Write out each line of the entries exactly, starting at the first and finishing with the line that contains "send is in flight.".

Start of Dataset

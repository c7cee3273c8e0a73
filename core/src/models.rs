//! Data models for Mallu

use chrono::{DateTime, Utc};
use serde::{Deserialize, Deserializer, Serialize};

pub type UserId = i64;
pub type MessageId = i64;
pub type CallId = i64;

// ============================================================================
// Messages
// ============================================================================

#[derive(Debug, Clone, Copy, PartialEq, Eq, Serialize, Deserialize)]
#[serde(rename_all = "snake_case")]
pub enum MessageType {
    Text,
    Voice,
    CallEvent,
    #[serde(other)]
    Other,
}

impl Default for MessageType {
    fn default() -> Self {
        Self::Text
    }
}

/// Quoted parent message as the server embeds it in replies.
#[derive(Debug, Clone, PartialEq, Serialize, Deserialize)]
pub struct ReplyPreview {
    pub id: MessageId,
    #[serde(default, deserialize_with = "null_as_empty")]
    pub content: String,
    /// Display name of the parent message's author.
    #[serde(default, deserialize_with = "null_as_empty")]
    pub sender: String,
}

#[derive(Debug, Clone, PartialEq, Serialize, Deserialize)]
pub struct ChatMessage {
    /// Server id; `None` while an optimistic send is in flight.
    #[serde(default)]
    pub id: Option<MessageId>,
    pub sender: UserId,
    pub receiver: UserId,
    #[serde(default, deserialize_with = "null_as_empty")]
    pub content: String,
    #[serde(default)]
    pub message_type: MessageType,
    #[serde(default)]
    pub parent_message: Option<MessageId>,
    #[serde(default)]
    pub reply_to: Option<ReplyPreview>,
    #[serde(with = "timestamp")]
    pub timestamp: DateTime<Utc>,
    #[serde(default)]
    pub is_read: bool,
    /// Client-side key of an optimistic entry, never sent to the server.
    #[serde(skip)]
    pub local_key: Option<u64>,
}

impl ChatMessage {
    /// Content-only entry appended while the send request is in flight.
    pub fn pending(
        local_key: u64,
        sender: UserId,
        receiver: UserId,
        content: &str,
        parent_message: Option<MessageId>,
    ) -> Self {
        Self {
            id: None,
            sender,
            receiver,
            content: content.to_string(),
            message_type: MessageType::Text,
            parent_message,
            reply_to: None,
            timestamp: Utc::now(),
            is_read: false,
            local_key: Some(local_key),
        }
    }

    pub fn is_pending(&self) -> bool {
        self.id.is_none()
    }

    pub fn involves(&self, user_id: UserId) -> bool {
        self.sender == user_id || self.receiver == user_id
    }

    /// The message this one replies to. Pushed copies only carry the
    /// `reply_to` preview.
    pub fn parent_id(&self) -> Option<MessageId> {
        self.parent_message
            .or_else(|| self.reply_to.as_ref().map(|r| r.id))
    }
}

#[derive(Debug, Clone, Serialize)]
pub struct SendMessageRequest {
    pub receiver: UserId,
    pub content: String,
    pub message_type: MessageType,
    #[serde(skip_serializing_if = "Option::is_none")]
    pub parent_message: Option<MessageId>,
}

// ============================================================================
// Presence
// ============================================================================

#[derive(Debug, Clone, Default, PartialEq, Serialize, Deserialize)]
pub struct PartnerStatus {
    #[serde(default)]
    pub is_online: bool,
    #[serde(default)]
    pub is_typing: bool,
    #[serde(default, with = "timestamp::option")]
    pub last_seen: Option<DateTime<Utc>>,
}

impl PartnerStatus {
    pub fn describe(&self, now: DateTime<Utc>) -> String {
        if self.is_typing {
            return "typing...".to_string();
        }
        if self.is_online {
            return "Online".to_string();
        }
        match self.last_seen {
            None => "Offline".to_string(),
            Some(seen) => {
                let minutes = (now - seen).num_minutes();
                if minutes < 60 {
                    format!("{}m ago", minutes.max(0))
                } else {
                    "offline".to_string()
                }
            }
        }
    }
}

/// Result of a history fetch. `partner_status` is absent when the server
/// answered with a bare message array.
#[derive(Debug, Clone, Default)]
pub struct ConversationHistory {
    pub messages: Vec<ChatMessage>,
    pub partner_status: Option<PartnerStatus>,
}

#[derive(Deserialize)]
#[serde(untagged)]
pub(crate) enum HistoryResponse {
    Bare(Vec<ChatMessage>),
    Full {
        messages: Vec<ChatMessage>,
        #[serde(default)]
        partner_status: Option<PartnerStatus>,
    },
}

impl From<HistoryResponse> for ConversationHistory {
    fn from(resp: HistoryResponse) -> Self {
        match resp {
            HistoryResponse::Bare(messages) => Self {
                messages,
                partner_status: None,
            },
            HistoryResponse::Full {
                messages,
                partner_status,
            } => Self {
                messages,
                partner_status,
            },
        }
    }
}

// ============================================================================
// Profile
// ============================================================================

#[derive(Debug, Clone, Default, Serialize, Deserialize)]
pub struct Photo {
    #[serde(default)]
    pub image: Option<String>,
}

#[derive(Debug, Clone, Default, Serialize, Deserialize)]
pub struct PartnerProfile {
    #[serde(default)]
    pub first_name: Option<String>,
    #[serde(default)]
    pub photos: Vec<Photo>,
}

// ============================================================================
// Safety
// ============================================================================

#[derive(Debug, Clone, Copy, PartialEq, Eq, Serialize, Deserialize)]
#[serde(rename_all = "snake_case")]
pub enum ReportReason {
    FakeProfile,
    Harassment,
    Abuse,
    Scam,
    Inappropriate,
    Other,
}

impl std::str::FromStr for ReportReason {
    type Err = String;

    fn from_str(s: &str) -> std::result::Result<Self, Self::Err> {
        match s {
            "fake_profile" => Ok(Self::FakeProfile),
            "harassment" => Ok(Self::Harassment),
            "abuse" => Ok(Self::Abuse),
            "scam" => Ok(Self::Scam),
            "inappropriate" => Ok(Self::Inappropriate),
            "other" => Ok(Self::Other),
            other => Err(format!("unknown report reason: {}", other)),
        }
    }
}

// ============================================================================
// Calls
// ============================================================================

#[derive(Debug, Clone, Copy, PartialEq, Eq, Serialize, Deserialize)]
#[serde(rename_all = "snake_case")]
pub enum CallStatus {
    Initiated,
    Active,
    Ended,
    Rejected,
}

impl CallStatus {
    pub fn is_terminal(self) -> bool {
        matches!(self, Self::Ended | Self::Rejected)
    }
}

#[derive(Debug, Clone, PartialEq, Serialize, Deserialize)]
pub struct CallRecord {
    pub id: CallId,
    pub caller: UserId,
    pub receiver: UserId,
    pub status: CallStatus,
    #[serde(default)]
    pub caller_name: Option<String>,
    #[serde(default, with = "timestamp::option")]
    pub created_at: Option<DateTime<Utc>>,
    #[serde(default, with = "timestamp::option")]
    pub updated_at: Option<DateTime<Utc>>,
}

/// Answer of the call poll endpoint; any subset of the fields may be present.
#[derive(Debug, Clone, Default, PartialEq, Serialize, Deserialize)]
pub struct CallPoll {
    /// Unanswered call addressed to the current user.
    #[serde(default)]
    pub incoming: Option<CallRecord>,
    /// Latest update of a call the current user placed.
    #[serde(default)]
    pub my_call: Option<CallRecord>,
    /// Terminal status of a call the current user received.
    #[serde(default)]
    pub incoming_update: Option<CallRecord>,
}

// ============================================================================
// Serde helpers
// ============================================================================

fn null_as_empty<'de, D>(deserializer: D) -> std::result::Result<String, D::Error>
where
    D: Deserializer<'de>,
{
    Ok(Option::<String>::deserialize(deserializer)?.unwrap_or_default())
}

/// Server timestamps arrive either as RFC 3339 (REST) or in Python's
/// `str(datetime)` form (`2024-05-01 10:00:00.123456+00:00`, push stream).
pub(crate) mod timestamp {
    use chrono::{DateTime, NaiveDateTime, TimeZone, Utc};
    use serde::{de, Deserialize, Deserializer, Serializer};

    pub fn parse(raw: &str) -> Option<DateTime<Utc>> {
        if let Ok(dt) = DateTime::parse_from_rfc3339(raw) {
            return Some(dt.with_timezone(&Utc));
        }
        if let Ok(dt) = DateTime::parse_from_str(raw, "%Y-%m-%d %H:%M:%S%.f%:z") {
            return Some(dt.with_timezone(&Utc));
        }
        NaiveDateTime::parse_from_str(raw, "%Y-%m-%d %H:%M:%S%.f")
            .ok()
            .map(|naive| Utc.from_utc_datetime(&naive))
    }

    pub fn serialize<S>(value: &DateTime<Utc>, serializer: S) -> Result<S::Ok, S::Error>
    where
        S: Serializer,
    {
        serializer.serialize_str(&value.to_rfc3339())
    }

    pub fn deserialize<'de, D>(deserializer: D) -> Result<DateTime<Utc>, D::Error>
    where
        D: Deserializer<'de>,
    {
        let raw = String::deserialize(deserializer)?;
        parse(&raw).ok_or_else(|| de::Error::custom(format!("invalid timestamp: {}", raw)))
    }

    pub mod option {
        use chrono::{DateTime, Utc};
        use serde::{de, Deserialize, Deserializer, Serializer};

        pub fn serialize<S>(value: &Option<DateTime<Utc>>, serializer: S) -> Result<S::Ok, S::Error>
        where
            S: Serializer,
        {
            match value {
                Some(dt) => serializer.serialize_some(&dt.to_rfc3339()),
                None => serializer.serialize_none(),
            }
        }

        pub fn deserialize<'de, D>(deserializer: D) -> Result<Option<DateTime<Utc>>, D::Error>
        where
            D: Deserializer<'de>,
        {
            match Option::<String>::deserialize(deserializer)? {
                None => Ok(None),
                Some(raw) => super::parse(&raw)
                    .map(Some)
                    .ok_or_else(|| de::Error::custom(format!("invalid timestamp: {}", raw))),
            }
        }
    }
}

#[cfg(test)]
mod tests {
    use super::*;
    use serde_json::json;

    #[test]
    fn test_history_accepts_bare_array_and_envelope() {
        let bare = json!([{
            "id": 1, "sender": 2, "receiver": 3, "content": "hi",
            "message_type": "text", "timestamp": "2024-05-01T10:00:00Z", "is_read": false
        }]);
        let history: ConversationHistory =
            serde_json::from_value::<HistoryResponse>(bare).unwrap().into();
        assert_eq!(history.messages.len(), 1);
        assert!(history.partner_status.is_none());

        let full = json!({
            "messages": [],
            "partner_status": { "is_online": true, "is_typing": true, "last_seen": null }
        });
        let history: ConversationHistory =
            serde_json::from_value::<HistoryResponse>(full).unwrap().into();
        let status = history.partner_status.unwrap();
        assert!(status.is_online);
        assert!(status.is_typing);
        assert!(status.last_seen.is_none());
    }

    #[test]
    fn test_push_timestamp_format() {
        let msg: ChatMessage = serde_json::from_value(json!({
            "id": 9, "sender": 2, "receiver": 3, "content": null,
            "timestamp": "2024-05-01 10:00:00.250000+00:00",
            "message_type": "voice", "is_me": false, "reply_to": null
        }))
        .unwrap();
        assert_eq!(msg.content, "");
        assert_eq!(msg.message_type, MessageType::Voice);
        assert_eq!(msg.timestamp.timestamp_millis() % 1000, 250);
    }

    #[test]
    fn test_unknown_message_type() {
        let msg: ChatMessage = serde_json::from_value(json!({
            "sender": 2, "receiver": 3, "timestamp": "2024-05-01T10:00:00+00:00",
            "message_type": "sticker"
        }))
        .unwrap();
        assert_eq!(msg.message_type, MessageType::Other);
        assert!(msg.is_pending());
    }

    #[test]
    fn test_partner_status_description() {
        let now = Utc::now();
        let mut status = PartnerStatus::default();
        assert_eq!(status.describe(now), "Offline");

        status.last_seen = Some(now - chrono::Duration::minutes(5));
        assert_eq!(status.describe(now), "5m ago");

        status.last_seen = Some(now - chrono::Duration::hours(3));
        assert_eq!(status.describe(now), "offline");

        status.is_typing = true;
        assert_eq!(status.describe(now), "typing...");
    }

    #[test]
    fn test_call_poll_partial() {
        let poll: CallPoll = serde_json::from_value(json!({
            "my_call": {
                "id": 4, "caller": 1, "receiver": 2, "status": "rejected",
                "caller_name": "Anu", "created_at": "2024-05-01T10:00:00Z",
                "updated_at": "2024-05-01T10:00:05Z", "sdp_offer": null
            }
        }))
        .unwrap();
        assert!(poll.incoming.is_none());
        assert!(poll.my_call.unwrap().status.is_terminal());
    }
}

End of Dataset

- Output below
repository c7cee3273c8e0a73
filename core/src/models.rs
//! Data models for Mallu

use chrono::{DateTime, Utc};
use serde::{Deserialize, Deserializer, Serialize};

pub type UserId = i64;
pub type MessageId = i64;
pub type CallId = i64;

// ============================================================================
// Messages
// ============================================================================

#[derive(Debug, Clone, Copy, PartialEq, Eq, Serialize, Deserialize)]
#[serde(rename_all = "snake_case")]
pub enum MessageType {
    Text,
    Voice,
    CallEvent,
    #[serde(other)]
    Other,
}

impl Default for MessageType {
    fn default() -> Self {
        Self::Text
    }
}

/// Quoted parent message as the server embeds it in replies.
#[derive(Debug, Clone, PartialEq, Serialize, Deserialize)]
pub struct ReplyPreview {
    pub id: MessageId,
    #[serde(default, deserialize_with = "null_as_empty")]
    pub content: String,
    /// Display name of the parent message's author.
    #[serde(default, deserialize_with = "null_as_empty")]
    pub sender: String,
}

#[derive(Debug, Clone, PartialEq, Serialize, Deserialize)]
pub struct ChatMessage {
    /// Server id; `None` while an optimistic send is in flight.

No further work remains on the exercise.